Lowering the transaction costs of sharing California's water data

Last Thursday and Friday UC Davis's Center for Water and Energy Efficiency hosted an extremely valuable and necessary workshop at East Bay Municipal Utilities District in Oakland discussing how to safely streamline how we share water data in California.

One big takeaway echoed over and over again by many participants was that the transaction costs of sharing data through current practices are unnecessarily and often prohibitively high.  The current ad hoc and fragmented data sharing process is made challenging both for utilities and prospective analysts through several key barriers:

  1. Legal -- data sharing agreements are often bespoke for each individual engagement, costing additional time and money.

  2. Technical -- water data generally isn't standardized and comes in different formats creating substantial extra legwork for analysts.

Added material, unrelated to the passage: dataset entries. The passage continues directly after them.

//! Metrics collection and exposition.
//!
//! # Responsibilities
//! - Define bridge metrics (requests, latency, argument errors)
//! - Expose Prometheus-compatible metrics endpoint
//!
//! # Metrics
//! - `bridge_requests_total` (counter): requests by route, outcome, status
//! - `bridge_request_duration_seconds` (histogram): latency by route
//! - `bridge_argument_errors_total` (counter): argument failures by kind

use std::net::SocketAddr;
use std::time::Instant;

use metrics_exporter_prometheus::PrometheusBuilder;

/// Install the global recorder and start the scrape endpoint.
pub fn init_metrics(addr: SocketAddr) {
    match PrometheusBuilder::new().with_http_listener(addr).install() {
        Ok(()) => tracing::info!(address = %addr, "Metrics endpoint listening"),
        Err(e) => tracing::error!(error = %e, "Failed to install metrics exporter"),
    }
}

/// Record one finished request.
pub fn record_request(route: &str, outcome: &str, status: u16, start_time: Instant) {
    metrics::counter!(
        "bridge_requests_total",
        "route" => route.to_string(),
        "outcome" => outcome.to_string(),
        "status" => status.to_string()
    )
    .increment(1);
    metrics::histogram!("bridge_request_duration_seconds", "route" => route.to_string())
        .record(start_time.elapsed().as_secs_f64());
}

/// Record a request rejected while building arguments.
pub fn record_argument_error(kind: &'static str) {
    metrics::counter!("bridge_argument_errors_total", "kind" => kind).increment(1);
}
//! Per-request argument getter.
//!
//! # Responsibilities
//! - Collect attachment metadata (prefixed headers, or the envelope's `attachments`)
//! - Pick and construct exactly one resolver for the request
//! - Produce the ordered argument list for the RPC call
//!
//! # Design Decisions
//! - Calls without parameters never touch the body
//! - Downgrade runs before content-type sniffing; sniffing only applies to body sources
//! - No partial argument list: the first failing parameter aborts the request

use std::collections::HashMap;

use crate::bridge::descriptor::{ArgumentSource, CallDescriptor, Parameter};
use crate::bridge::error::Result;
use crate::bridge::request::RequestSnapshot;
use crate::bridge::resolver::{
    EnvelopeResolver, FormResolver, JsonBodyResolver, QueryResolver, ResolveArgument, Resolver,
    TextResolver,
};
use crate::bridge::source::{body_format, select_source, BodyFormat};
use crate::bridge::value::TypedValue;

/// Header prefix forwarded as attachments unless configured otherwise.
pub const DEFAULT_ATTACHMENT_PREFIX: &str = "x-nsf-";

/// Owns the resolver and attachments for one request.
#[derive(Debug)]
pub struct ArgumentGetter {
    resolver: Resolver,
    attachments: HashMap<String, String>,
}

impl ArgumentGetter {
    /// Standard profile: arguments from query, form, text or JSON body.
    pub fn new(
        descriptor: &CallDescriptor,
        request: &RequestSnapshot<'_>,
        attachment_prefix: Option<&str>,
    ) -> Result<Self> {
        let attachments = match attachment_prefix {
            Some(prefix) if !prefix.is_empty() => request
                .headers_with_prefix(prefix)
                .map(|(k, v)| (k.to_string(), v.to_string()))
                .collect(),
            _ => HashMap::new(),
        };

        if descriptor.parameters().is_empty() {
            return Ok(Self {
                resolver: Resolver::Empty,
                attachments,
            });
        }

        let resolver = match select_source(descriptor, request) {
            ArgumentSource::Query => Resolver::Query(QueryResolver::new(descriptor, request.query())?),
            ArgumentSource::Body => {
                let body = request.body();
                match body_format(request.content_type()) {
                    BodyFormat::Form => Resolver::Form(FormResolver::new(descriptor, body)?),
                    BodyFormat::Text => Resolver::Text(TextResolver::new(descriptor, body)?),
                    BodyFormat::Json => Resolver::Json(JsonBodyResolver::new(descriptor, body)?),
                }
            }
        };

        tracing::debug!(
            resolver = resolver.kind(),
            params = descriptor.parameters().len(),
            attachments = attachments.len(),
            "Argument resolver selected"
        );
        Ok(Self {
            resolver,
            attachments,
        })
    }

    /// Gateway profile: the body is a `paramValues`/`attachments` envelope.
    pub fn from_envelope(descriptor: &CallDescriptor, request: &RequestSnapshot<'_>) -> Result<Self> {
        if descriptor.parameters().is_empty() && request.body().is_empty() {
            return Ok(Self {
                resolver: Resolver::Empty,
                attachments: HashMap::new(),
            });
        }

        let mut envelope = EnvelopeResolver::new(descriptor, request.body())?;
        let attachments = envelope.take_attachments();
        Ok(Self {
            resolver: Resolver::Envelope(envelope),
            attachments,
        })
    }

    pub fn get_argument(&self, parameter: &Parameter) -> Result<Option<TypedValue>> {
        self.resolver.get_argument(parameter)
    }

    /// Resolve every declared parameter, in order.
    pub fn arguments(&self, descriptor: &CallDescriptor) -> Result<Vec<Option<TypedValue>>> {
        descriptor
            .parameters()
            .iter()
            .map(|parameter| self.get_argument(parameter))
            .collect()
    }

    pub fn resolver(&self) -> &Resolver {
        &self.resolver
    }

    pub fn attachments(&self) -> &HashMap<String, String> {
        &self.attachments
    }

    pub fn into_attachments(self) -> HashMap<String, String> {
        self.attachments
    }
}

  3. Organizational -- data sharing relies heavily on connections that can be opaque to new entrants to the water world.

These barriers create transaction costs that prevent many utilities and prospective analysts from participating in the "marketplace" of water efficiency analysis.  Larger water utilities have the resources to participate in this marketplace yet the vast majority of California's 411 major retailers and thousand plus small water systems simply do not have the requisite resources.  

Since launching in January, the California Data Collaborative has grown to 9 utilities yet we're still very much dealing with the early adopters of water data sharing.  The big question moving forward is: "How can we streamline water data sharing so all of California's water utilities can easily participate in the marketplace of water efficiency analytics?"

How can we provide these analytics as public service to all of California's water utilities and beyond?

How can we provide these analytics as public service to all of California's water utilities and beyond?

Part of that will be achieved through the economies of scale that the California Data Collaborative offers through our shared service model to lower the per utility cost of hiring civic data science talent.

There's also additional institutional issues and our academic partner UC Davis CWEE did an excellent job of surfacing and taking leadership on those issues through the workshop last week and by developing a "trust framework."  Towards that goal of streamlining water data sharing, we've learned a great deal from our initial work with Data Collaborative utilities on how to standardize data sharing and data transfer procedures.  

Please see here for our standard NDA and here for our standard data ingestion worksheet that we use to onboard new utilities and standardize their customer use data into our statewide schema.  The Nondisclosure agreement currently does not enable data resharing which is a key aspect of streamlining this "marketplace" yet does provide a template from a leading water law firm.

Our hope is that by making those documents open it will help others looking to share California's water data and deliver the analyses water managers need to navigate the big water challenges we face as Californians.